→ **PROBLEM**: Go through the data from its first line and retype each line, stopping once the line containing "step must be" has been retyped.

++++ GIVEN RECORDS ++++

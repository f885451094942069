//! Clock Store interface: the external collaborator holding persistent
//! calendar time, DST state, and GMT offset across power cycles.
//! Expressed here as a trait so the engine can run against either a real
//! RV-3028-C7 (`crate::rtc::RtcClockStore`) or an in-memory mailbox used
//! by tests and `demos/replay_log.rs`.

use std::sync::Mutex;

use chrono::Weekday;

/// Single-slot mailbox command exchanged between the engine and the
/// autonomous RTC-reader responder.
#[derive(Clone, Copy, Debug, PartialEq, Eq)]
pub enum ClockCommand {
    Read,
    WriteDateTime,
    /// Resync the second counter to `seconds`.
    SyncSeconds(u8),
}

/// The calendar fields committed by the frame decoder's commit step.
#[derive(Clone, Copy, Debug, PartialEq, Eq)]
pub struct CalendarFields {
    pub year: i32,
    pub month: u8,
    pub day: u8,
    pub weekday: Weekday,
    pub hour: u8,
    pub minute: u8,
}

/// The Clock Store contract.
///
/// Callers must wait until `read_command()` is `Read` before issuing a new
/// command: the `WRITE_DATE_TIME` command from the frame decoder's commit
/// step must be issued only after the mailbox shows `Read`.
pub trait ClockStore {
    type Error: std::fmt::Debug;

    fn read_command(&self) -> ClockCommand;
    fn set_command(&self, command: ClockCommand);

    /// Commit new calendar fields. Implementations must hold their
    /// internal lock for the duration of the write.
    fn write_calendar(&self, fields: CalendarFields) -> Result<(), Self::Error>;

    fn dst_state(&self) -> u8;
    fn set_dst_state(&self, state: u8) -> Result<(), Self::Error>;

    fn gmt_offset_hours(&self) -> i8;
    fn set_gmt_offset_hours(&self, hours: i8) -> Result<(), Self::Error>;

    /// Whether any frame has ever been successfully decoded and committed.
    fn clock_valid(&self) -> bool;
    fn mark_clock_valid(&self);
}

/// In-memory `ClockStore` used by tests, `demos/replay_log.rs`, and
/// anywhere a real I2C RTC isn't available.
pub struct MailboxClockStore {
    state: Mutex<MailboxState>,
}

struct MailboxState {
    command: ClockCommand,
    calendar: Option<CalendarFields>,
    dst_state: u8,
    gmt_offset_hours: i8,
    clock_valid: bool,
    last_sync_seconds: Option<u8>,
}

impl MailboxClockStore {
    pub fn new() -> Self {
        Self {
            state: Mutex::new(MailboxState {
                command: ClockCommand::Read,
                calendar: None,
                dst_state: 0,
                gmt_offset_hours: 0,
                clock_valid: false,
                last_sync_seconds: None,
            }),
        }
    }

    pub fn calendar(&self) -> Option<CalendarFields> {
        self.state.lock().unwrap().calendar
    }

    /// Test/demo helper: drains the last `SYNC_SECONDS` value observed,
    /// also resetting the mailbox back to `READ` as the real RTC's
    /// autonomous responder would.
    pub fn take_last_sync_seconds(&self) -> Option<u8> {
        let mut guard = self.state.lock().unwrap();
        let value = guard.last_sync_seconds.take();
        guard.command = ClockCommand::Read;
        value
    }
}

impl Default for MailboxClockStore {
    fn default() -> Self {
        Self::new()
    }
}

impl ClockStore for MailboxClockStore {
    type Error = std::convert::Infallible;

    fn read_command(&self) -> ClockCommand {
        self.state.lock().unwrap().command
    }

    fn set_command(&self, command: ClockCommand) {
        let mut guard = self.state.lock().unwrap();
        if let ClockCommand::SyncSeconds(seconds) = command {
            guard.last_sync_seconds = Some(seconds);
            guard.command = ClockCommand::Read;
            return;
        }
        guard.command = command;
    }

    fn write_calendar(&self, fields: CalendarFields) -> Result<(), Self::Error> {
        let mut guard = self.state.lock().unwrap();
        guard.calendar = Some(fields);
        guard.command = ClockCommand::Read;
        Ok(())
    }

    fn dst_state(&self) -> u8 {
        self.state.lock().unwrap().dst_state
    }

    fn set_dst_state(&self, state: u8) -> Result<(), Self::Error> {
        self.state.lock().unwrap().dst_state = state;
        Ok(())
    }

    fn gmt_offset_hours(&self) -> i8 {
        self.state.lock().unwrap().gmt_offset_hours
    }

    fn set_gmt_offset_hours(&self, hours: i8) -> Result<(), Self::Error> {
        self.state.lock().unwrap().gmt_offset_hours = hours;
        Ok(())
    }

    fn clock_valid(&self) -> bool {
        self.state.lock().unwrap().clock_valid
    }

    fn mark_clock_valid(&self) {
        self.state.lock().unwrap().clock_valid = true;
    }
}
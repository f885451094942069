//! Runtime configuration for the decode pipeline's tunable heuristics:
//! bit classification bands, phase tolerances, and SNR window length.

/// Width range, in milliseconds, classified as a particular bit symbol.
#[derive(Clone, Copy, Debug, PartialEq, Eq)]
pub struct WidthBand {
    pub min_ms: u32,
    pub max_ms: u32,
}

impl WidthBand {
    pub fn contains(&self, width_ms: u32) -> bool {
        (self.min_ms..=self.max_ms).contains(&width_ms)
    }
}

/// Tunable parameters for the decode pipeline.
///
/// Defaults match the nominal WWVB pulse widths and tolerances.
#[derive(Clone, Copy, Debug, PartialEq, Eq)]
pub struct Config {
    /// Pulses narrower than this are noise, filtered upstream of C2.
    pub noise_floor_ms: u32,
    /// Width band classified as a `ZERO` bit.
    pub zero_band: WidthBand,
    /// Width band classified as a `ONE` bit.
    pub one_band: WidthBand,
    /// Width band classified as a `MARKER` bit.
    pub marker_band: WidthBand,
    /// Max deviation from 1000 ms between successive edges for a bit to be
    /// `phase_valid` (the inter-edge cadence check).
    pub edge_tolerance_ms: i64,
    /// Max deviation from a bit's nominal position within the 60-second
    /// frame for it to be accepted by the frame accumulator.
    pub phase_tolerance_ms: i64,
    /// Number of inter-edge intervals retained by the SNR ring.
    pub snr_window_len: usize,
    /// Base resync delay before a `SYNC_SECONDS` command is issued, in ms
    /// (`205 ms + tenths-of-DUT1 * 100 ms`).
    pub resync_base_delay_ms: i64,
    /// Per-tenth-of-a-second DUT1 contribution to the resync delay, in ms.
    pub resync_dut_step_ms: i64,
}

impl Default for Config {
    fn default() -> Self {
        Self {
            noise_floor_ms: 150,
            zero_band: WidthBand { min_ms: 150, max_ms: 230 },
            one_band: WidthBand { min_ms: 450, max_ms: 530 },
            marker_band: WidthBand { min_ms: 650, max_ms: 830 },
            edge_tolerance_ms: 50,
            phase_tolerance_ms: 25,
            snr_window_len: 30,
            resync_base_delay_ms: 205,
            resync_dut_step_ms: 100,
        }
    }
}
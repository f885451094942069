//! C1 — Pulse Capture.
//!
//! Measures the width of each negative pulse on the WWVB receiver's digital
//! output and publishes `(edge_time, width_ms)` as an atomic pair. Runs on
//! its own worker thread; the only contract downstream consumers rely on
//! is that both fields of a `PulseSample` are always read together, and
//! that a fresh sample is visible by the time the falling edge that
//! produced it has fully been processed.

use std::sync::{Condvar, Mutex};
use std::time::Instant;

/// One measured pulse: when its falling edge occurred, and how long (in
/// whole milliseconds) the line stayed low.
#[derive(Clone, Copy, Debug, PartialEq, Eq)]
pub struct PulseSample {
    pub edge_time: MonotonicMillis,
    pub width_ms: u32,
}

/// A monotonic timestamp, expressed in milliseconds since an arbitrary
/// epoch fixed at process start. Using a plain integer (rather than
/// `std::time::Instant`, which isn't `Copy`-comparable across threads in a
/// way that's convenient to store in a mailbox) keeps `PulseSample` cheap
/// to copy and compare.
pub type MonotonicMillis = u64;

/// Converts a `std::time::Instant` to `MonotonicMillis` relative to `epoch`.
pub fn millis_since(epoch: Instant, now: Instant) -> MonotonicMillis {
    now.saturating_duration_since(epoch).as_millis() as MonotonicMillis
}

/// Single-writer, multi-reader mailbox for the latest pulse sample.
///
/// The capture worker is the sole writer; the bit classifier polls it,
/// suspending only while waiting for the next pulse. A `Condvar` lets
/// `wait_for_next` block cooperatively instead of spin-polling in a tight
/// loop, while still checking roughly every 1 ms via a timeout wait.
pub struct PulseMailbox {
    inner: Mutex<Option<PulseSample>>,
    published: Condvar,
}

impl PulseMailbox {
    pub fn new() -> Self {
        Self {
            inner: Mutex::new(None),
            published: Condvar::new(),
        }
    }

    /// Publish a newly captured pulse. Called only by W1.
    pub fn publish(&self, sample: PulseSample) {
        let mut guard = self.inner.lock().unwrap();
        *guard = Some(sample);
        self.published.notify_all();
    }

    /// Return the most recent sample, if it is newer than `after`.
    pub fn latest_since(&self, after: MonotonicMillis) -> Option<PulseSample> {
        let guard = self.inner.lock().unwrap();
        match *guard {
            Some(sample) if sample.edge_time > after => Some(sample),
            _ => None,
        }
    }

    /// Block, polling at roughly 1 ms granularity, until a sample newer
    /// than `after` is published.
    pub fn wait_for_next(&self, after: MonotonicMillis) -> PulseSample {
        let mut guard = self.inner.lock().unwrap();
        loop {
            if let Some(sample) = *guard {
                if sample.edge_time > after {
                    return sample;
                }
            }
            let (next_guard, _timeout) = self
                .published
                .wait_timeout(guard, std::time::Duration::from_millis(1))
                .unwrap();
            guard = next_guard;
        }
    }
}

impl Default for PulseMailbox {
    fn default() -> Self {
        Self::new()
    }
}

/// Abstraction over the hardware line the WWVB receiver's output is wired
/// to. A real implementation (see `demos/live_decode.rs`) polls a GPIO
/// line via `gpiocdev`; tests supply a synthetic source.
pub trait EdgeSource {
    /// Block until the line goes low (falling edge), returning the
    /// timestamp.
    fn wait_falling(&mut self) -> MonotonicMillis;
    /// Block until the line goes high again (rising edge), returning the
    /// timestamp.
    fn wait_rising(&mut self) -> MonotonicMillis;
}

/// Runs the pulse capture loop against `source`, publishing every
/// measured pulse width into `mailbox`. Never returns; intended to be the
/// body of the capture worker thread.
///
/// Pulses shorter than the noise floor are still published here; noise
/// filtering happens downstream in the bit classifier.
pub fn run_capture_loop(mut source: impl EdgeSource, mailbox: &PulseMailbox) -> ! {
    loop {
        let fall = source.wait_falling();
        let rise = source.wait_rising();
        let width_ms = rise.saturating_sub(fall) as u32;
        log::trace!("pulse captured: edge={fall} width_ms={width_ms}");
        mailbox.publish(PulseSample {
            edge_time: fall,
            width_ms,
        });
    }
}
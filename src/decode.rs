//! C5 — Frame Decoder.
//!
//! Extracts BCD fields from a `RawFrame`, validates the DUT sign pattern,
//! converts day-of-year to month/day, determines DST/leap-second state,
//! and commits the result to the Clock Store.

use crate::bits::BitSymbol;
use crate::calendar::{day_of_week, days_in_month};
use crate::clock_store::{CalendarFields, ClockCommand, ClockStore};
use crate::frame::RawFrame;

/// Sign of the broadcast DUT1 correction.
#[derive(Clone, Copy, Debug, PartialEq, Eq)]
pub enum DutSign {
    Positive,
    Negative,
    /// Bits 36..38 didn't match either valid pattern. The frame is still
    /// accepted; DUT correction is simply skipped (treated as zero).
    Invalid,
}

/// DST transition state. Discriminants match the wire/NVRAM encoding,
/// which is *not* the same as the raw 2-bit pattern broadcast in seconds
/// 57-58 (see `decode_dst_bits`).
#[derive(Clone, Copy, Debug, PartialEq, Eq)]
#[repr(u8)]
pub enum DstState {
    Standard = 0,
    Ending = 1,
    Starting = 2,
    Enabled = 3,
}

/// The fully decoded contents of one minute frame.
#[derive(Clone, Copy, Debug, PartialEq, Eq)]
pub struct DecodedTime {
    pub minute: u8,
    pub hour: u8,
    pub day_of_year: u16,
    pub year: u8,
    pub dut_sign: DutSign,
    pub dut_tenths: u8,
    pub leap_year: bool,
    pub leap_second_pending: bool,
    pub dst_state: DstState,
}

/// Reads seconds `start..=end` (1-based) as a plain MSB-first binary
/// value: bit at `start` is the most significant.
fn field_value(frame: &RawFrame, start: usize, end: usize) -> u32 {
    let mut value = 0u32;
    for sec in start..=end {
        value <<= 1;
        if frame.bit_at(sec) == BitSymbol::One {
            value |= 1;
        }
    }
    value
}

fn decode_dut_sign(frame: &RawFrame) -> DutSign {
    let pattern = (
        frame.bit_at(36) == BitSymbol::One,
        frame.bit_at(37) == BitSymbol::One,
        frame.bit_at(38) == BitSymbol::One,
    );
    match pattern {
        (false, true, false) => DutSign::Positive,
        (false, false, true) => DutSign::Negative,
        _ => DutSign::Invalid,
    }
}

fn decode_dst_bits(bit57: bool, bit58: bool) -> DstState {
    match (bit57, bit58) {
        (false, false) => DstState::Standard,
        (true, false) => DstState::Ending,
        (false, true) => DstState::Starting,
        (true, true) => DstState::Enabled,
    }
}

/// Converts a day-of-year (1-based) to `(month, day)` by walking months
/// and subtracting each one's length. Returns `None` if `day_of_year`
/// exceeds what the given year (leap or not) can hold.
pub fn day_of_year_to_month_day(day_of_year: u16, leap_year: bool) -> Option<(u8, u8)> {
    if day_of_year == 0 {
        return None;
    }
    let mut remaining = day_of_year as i32;
    for month in 1u8..=12 {
        let len = days_in_month(month, leap_year) as i32;
        remaining -= len;
        if remaining <= 0 {
            return Some((month, (remaining + len) as u8));
        }
    }
    None
}

/// Inverse of `day_of_year_to_month_day`, used by its round-trip test and
/// available for diagnostics.
pub fn month_day_to_day_of_year(month: u8, day: u8, leap_year: bool) -> u16 {
    let mut total = day as u16;
    for m in 1..month {
        total += days_in_month(m, leap_year);
    }
    total
}

/// Decodes a raw frame into its fields, rejecting it outright on any
/// structural anomaly other than an invalid DUT sign.
pub fn decode_frame(frame: &RawFrame) -> Result<DecodedTime, &'static str> {
    let minute = field_value(frame, 1, 3) * 10 + field_value(frame, 5, 8);
    if minute > 59 {
        return Err("minute out of range");
    }

    let hour = field_value(frame, 12, 13) * 10 + field_value(frame, 15, 18);
    if hour > 23 {
        return Err("hour out of range");
    }

    let day_of_year =
        field_value(frame, 22, 23) * 100 + field_value(frame, 25, 28) * 10 + field_value(frame, 30, 33);

    let year = field_value(frame, 45, 48) * 10 + field_value(frame, 50, 53);
    if year > 99 {
        return Err("year out of range");
    }

    let leap_year = frame.bit_at(55) == BitSymbol::One;
    if day_of_year_to_month_day(day_of_year as u16, leap_year).is_none() {
        return Err("day-of-year exceeds year maximum");
    }

    let dut_sign = decode_dut_sign(frame);
    let dut_tenths = field_value(frame, 40, 43) as u8;
    let leap_second_pending = frame.bit_at(56) == BitSymbol::One;
    let dst_state = decode_dst_bits(frame.bit_at(57) == BitSymbol::One, frame.bit_at(58) == BitSymbol::One);

    Ok(DecodedTime {
        minute: minute as u8,
        hour: hour as u8,
        day_of_year: day_of_year as u16,
        year: year as u8,
        dut_sign,
        dut_tenths,
        leap_year,
        leap_second_pending,
        dst_state,
    })
}

/// Commits a decoded frame to the Clock Store: resolves month/day from
/// day-of-year, computes weekday, writes the calendar fields and NVRAM
/// DST state, and marks `clock_valid`. Seconds are intentionally left
/// alone here; they're owned by the synchronizer's separate resync.
///
/// Waits for the mailbox to read `READ` before issuing `WRITE_DATE_TIME`.
pub fn commit<C: ClockStore>(store: &C, decoded: &DecodedTime, century_base: i32) -> Result<(), C::Error> {
    let (month, day) = day_of_year_to_month_day(decoded.day_of_year, decoded.leap_year)
        .expect("decode_frame already validated day_of_year");
    let year = century_base + decoded.year as i32;
    let weekday = day_of_week(year, month, day);

    while store.read_command() != ClockCommand::Read {
        std::thread::sleep(std::time::Duration::from_millis(1));
    }

    store.set_command(ClockCommand::WriteDateTime);
    store.write_calendar(CalendarFields {
        year,
        month,
        day,
        weekday,
        hour: decoded.hour,
        minute: decoded.minute,
    })?;
    store.set_dst_state(decoded.dst_state as u8)?;
    store.mark_clock_valid();
    Ok(())
}
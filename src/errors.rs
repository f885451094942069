//! Crate-wide error type.
//!
//! `NoiseRejected` from spec §7 is deliberately absent here: it is recovered
//! locally inside the bit classifier and frame accumulator (logged and
//! retried), so it never needs to cross a component boundary as a `Result`.

use thiserror::Error;

/// Errors that can surface from the WWVB engine.
///
/// `E` is the transport error type of whatever `embedded-hal` I2C
/// implementation backs the Clock Store. It's only required to be
/// `Debug` (matching `ClockStore::Error`'s own bound), not
/// `std::error::Error`, since embedded-hal 0.2.x I2C implementations
/// aren't guaranteed to implement the latter.
#[derive(Error, Debug)]
pub enum WwvbError<E: std::fmt::Debug> {
    /// Pulse capture hardware (GPIO line / interrupt source) could not be
    /// acquired at startup. Fatal.
    #[error("pulse capture hardware unavailable")]
    PulseCaptureStartFailed,

    /// The RTC did not respond during initialization. Fatal.
    #[error("RTC hardware absent at init")]
    RtcAbsent,

    /// No capacity to launch a scratch worker (resync or diagnostics). Fatal.
    #[error("no capacity to spawn scratch worker")]
    WorkerSpawnFailed,

    /// Clock Store command mailbox was not `READ` when a new command was
    /// about to be issued. Recoverable by waiting.
    #[error("clock store command mailbox busy")]
    ClockStoreBusy,

    /// A frame was structurally invalid (bad marker position, DUT sign
    /// garbage that could not even be treated as zero, day-of-year out of
    /// range, etc). Recoverable: the frame is discarded.
    #[error("frame rejected: {0}")]
    FrameInvalid(&'static str),

    /// Underlying I2C transport error.
    #[error("i2c transport error: {0:?}")]
    Transport(E),
}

++++

→ **COMPLETED EXERCISE**:
repository f885451094942069
//! Clock Store interface: the external collaborator holding persistent
//! calendar time, DST state, and GMT offset across power cycles.
//! Expressed here as a trait so the engine can run against either a real
//! RV-3028-C7 (`crate::rtc::RtcClockStore`) or an in-memory mailbox used
//! by tests and `demos/replay_log.rs`.

use std::sync::Mutex;

use chrono::Weekday;

/// Single-slot mailbox command exchanged between the engine and the
/// autonomous RTC-reader responder.
#[derive(Clone, Copy, Debug, PartialEq, Eq)]
pub enum ClockCommand {
    Read,
    WriteDateTime,
    /// Resync the second counter to `seconds`.
    SyncSeconds(u8),
}

/// The calendar fields committed by the frame decoder's commit step.
#[derive(Clone, Copy, Debug, PartialEq, Eq)]
pub struct CalendarFields {
    pub year: i32,
    pub month: u8,
    pub day: u8,
    pub weekday: Weekday,
    pub hour: u8,
    pub minute: u8,
}

/// The Clock Store contract.
///
/// Callers must wait until `read_command()` is `Read` before issuing a new
/// command: the `WRITE_DATE_TIME` command from the frame decoder's commit
/// step must be issued only after the mailbox shows `Read`.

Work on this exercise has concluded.